Hommage à Françoise Poirier

Hommages

C’est avec une profonde tristesse que nous avons appris le décès de notre collègue Françoise Poirier, survenu le 3 mars 2018, des suites d’une longue maladie.

Françoise démarre sa carrière dans le laboratoire du Docteur Georges Calothy à l'Institut Curie sur le campus d'Orsay. Elle y étudie les propriétés mitogènes du virus du sarcome de Rous (RSV) dans les cellules de neurorétine d'embryons de poulet. Elle montre en particulier que le pouvoir mitogène du RSV peut être dissocié de son pouvoir transformant et décrit une première analyse des relations entre la structure et les fonctions du gène src. Après sa thèse soutenue en 1984, elle rejoint le laboratoire de Peter Rigby au National Institute for Medical Research à Mill Hill en Angleterre où elle élabore un projet ambitieux visant à isoler des gènes spécifiquement exprimés dans les cellules souches embryonnaires. Ce travail lui permet d'identifier, en particulier, les gènes codant pour H19 et la lectine à affinité pour le lactose L-14 (plus tard appelée Galectine-1), sur lesquels porteront l'essentiel de ses futurs travaux. En 1989, Françoise part à New York pour rejoindre l’équipe qu'Elizabeth Robertson vient juste de monter à Columbia University. Son projet est d’y poursuivre l’étude des gènes qu’elle a identifiés à Mill Hill. Elle y réalise l’inactivation de la L-14 par recombinaison homologue mais l’absence apparente de phénotype est d’abord une déception. Au début des années 90, Françoise se rapproche de la communauté de glycobiologistes des équipes de Sam Barondes, Hakon Leffler et Doug Cooper à San Francisco. Ils décident ensemble de revoir la nomenclature des lectines à affinité pour le lactose et de les baptiser « Galectines », une appellation officialisée par une lettre publiée dans Cell en 1994.

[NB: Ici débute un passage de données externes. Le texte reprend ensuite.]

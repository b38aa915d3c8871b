use std::fmt;
use std::time::Duration;

use serde::{Deserialize, Serialize, Serializer};

/// Five-point sentiment scale, 1 (Very Negative) to 5 (Very Positive).
#[derive(Debug, Clone, Copy, PartialEq, Eq, Serialize, Deserialize)]
pub enum SentimentLabel {
    #[serde(rename = "Very Negative")]
    VeryNegative,
    Negative,
    Neutral,
    Positive,
    #[serde(rename = "Very Positive")]
    VeryPositive,
}

impl SentimentLabel {
    pub const ALL: [SentimentLabel; 5] = [
        SentimentLabel::VeryNegative,
        SentimentLabel::Negative,
        SentimentLabel::Neutral,
        SentimentLabel::Positive,
        SentimentLabel::VeryPositive,
    ];

    /// Table lookup for a score; `None` outside 1..=5.
    pub fn from_score(score: u8) -> Option<Self> {
        match score {
            1 => Some(SentimentLabel::VeryNegative),
            2 => Some(SentimentLabel::Negative),
            3 => Some(SentimentLabel::Neutral),
            4 => Some(SentimentLabel::Positive),
            5 => Some(SentimentLabel::VeryPositive),
            _ => None,
        }
    }

    pub fn score(self) -> u8 {
        match self {
            SentimentLabel::VeryNegative => 1,
            SentimentLabel::Negative => 2,
            SentimentLabel::Neutral => 3,
            SentimentLabel::Positive => 4,
            SentimentLabel::VeryPositive => 5,
        }
    }

    pub fn as_str(self) -> &'static str {
        match self {
            SentimentLabel::VeryNegative => "Very Negative",
            SentimentLabel::Negative => "Negative",
            SentimentLabel::Neutral => "Neutral",
            SentimentLabel::Positive => "Positive",
            SentimentLabel::VeryPositive => "Very Positive",
        }
    }

    /// Case-insensitive match against the display names.
    pub fn parse(raw: &str) -> Option<Self> {
        let raw = raw.trim();
        Self::ALL
            .into_iter()
            .find(|label| label.as_str().eq_ignore_ascii_case(raw))
    }
}

impl fmt::Display for SentimentLabel {
    fn fmt(&self, f: &mut fmt::Formatter<'_>) -> fmt::Result {
        f.write_str(self.as_str())
    }
}

/// A validated verdict. Immutable once built; elapsed time travels separately
/// in [`TimedSentiment`].
#[derive(Debug, Clone, PartialEq, Serialize)]
pub struct SentimentResult {
    pub sentiment_score: u8,
    pub sentiment_label: SentimentLabel,
    pub confidence: f64,
    pub explanation: String,
    pub language_detected: String,
}

impl SentimentResult {
    /// `score` must already be in 1..=5; out-of-range input yields `None`.
    pub fn new(
        score: u8,
        label: Option<SentimentLabel>,
        confidence: f64,
        explanation: impl Into<String>,
        language_detected: impl Into<String>,
    ) -> Option<Self> {
        let table_label = SentimentLabel::from_score(score)?;
        Some(Self {
            sentiment_score: score,
            sentiment_label: label.unwrap_or(table_label),
            confidence: confidence.clamp(0.0, 1.0),
            explanation: explanation.into(),
            language_detected: language_detected.into(),
        })
    }
}

/// A verdict paired with the wall time the whole analysis took.
#[derive(Debug, Clone, Serialize)]
pub struct TimedSentiment {
    #[serde(flatten)]
    pub result: SentimentResult,
    #[serde(rename = "processing_time_ms", serialize_with = "serialize_millis")]
    pub processing_time: Duration,
}

fn serialize_millis<S>(duration: &Duration, serializer: S) -> Result<S::Ok, S::Error>
where
    S: Serializer,
{
    let ms = duration.as_secs_f64() * 1000.0;
    serializer.serialize_f64((ms * 10.0).round() / 10.0)
}

#[cfg(test)]
mod tests {
    use super::*;

    #[test]
    fn test_score_label_table_both_ways() {
        for score in 1..=5u8 {
            let label = SentimentLabel::from_score(score).unwrap();
            assert_eq!(label.score(), score);
        }
        assert_eq!(SentimentLabel::from_score(0), None);
        assert_eq!(SentimentLabel::from_score(6), None);
        assert_eq!(SentimentLabel::from_score(1), Some(SentimentLabel::VeryNegative));
        assert_eq!(SentimentLabel::from_score(5), Some(SentimentLabel::VeryPositive));
    }

    #[test]
    fn test_label_parse_is_case_insensitive() {
        assert_eq!(
            SentimentLabel::parse(" very positive "),
            Some(SentimentLabel::VeryPositive)
        );
        assert_eq!(SentimentLabel::parse("NEUTRAL"), Some(SentimentLabel::Neutral));
        assert_eq!(SentimentLabel::parse("mixed"), None);
    }

    #[test]
    fn test_result_clamps_confidence() {
        let result = SentimentResult::new(4, None, 1.7, "ok", "en").unwrap();
        assert_eq!(result.confidence, 1.0);
        assert_eq!(result.sentiment_label, SentimentLabel::Positive);
        assert!(SentimentResult::new(0, None, 0.5, "ok", "en").is_none());
    }

    #[test]
    fn test_timed_sentiment_serializes_flat_with_millis() {
        let timed = TimedSentiment {
            result: SentimentResult::new(2, None, 0.8, "meh", "ja").unwrap(),
            processing_time: Duration::from_micros(1_234_567),
        };
        let json = serde_json::to_value(&timed).unwrap();
        assert_eq!(json["sentiment_score"], 2);
        assert_eq!(json["sentiment_label"], "Negative");
        assert_eq!(json["language_detected"], "ja");
        assert_eq!(json["processing_time_ms"], 1234.6);
    }
}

A son retour en France en 1992, Françoise rejoint l’Institut Cochin où elle monte une équipe dans l’unité dirigée par Jacques Jami. L’équipe de Françoise caractérise l’expression des Galectines au cours du développement embryonnaire chez la souris, et démontre que chaque tissu exprime au moins une Galectine. L’équipe produit aussi des lignées mutantes pour d'autres Galectines qui vont, avec la lignée mutante initiale, constituer des outils précieux pour la communauté scientifique internationale, dans des champs de recherche allant de la biologie du développement à l’immunologie ou la cancérologie. En 2001, Françoise rejoint l’Institut Jacques Monod. Ses travaux ainsi que ceux de ses collaborateurs vont faire peu à peu émerger une image des Galectines agissant en régulateurs subtils de divers processus extracellulaires, nucléaires ou intracellulaires. Les lignées mutantes des Galectines que Françoise a générées sont toujours activement utilisées en recherche. Elle a modifié notre façon d’envisager le phénotypage des mutants de souris. Son rôle fondateur et fédérateur, qui a contribué à un accroissement exponentiel des connaissances du mode d’action de ces lectines, lui vaut une reconnaissance internationale.

Françoise laisse à tous ceux qui ont eu la chance de la rencontrer le souvenir d’une gentillesse et d’une générosité sans limite. A la fois enthousiaste et discrète, attentionnée et réservée, elle aura été pour beaucoup un mentor inoubliable, une collègue et une amie irremplaçable, une scientifique obstinée, passionnée.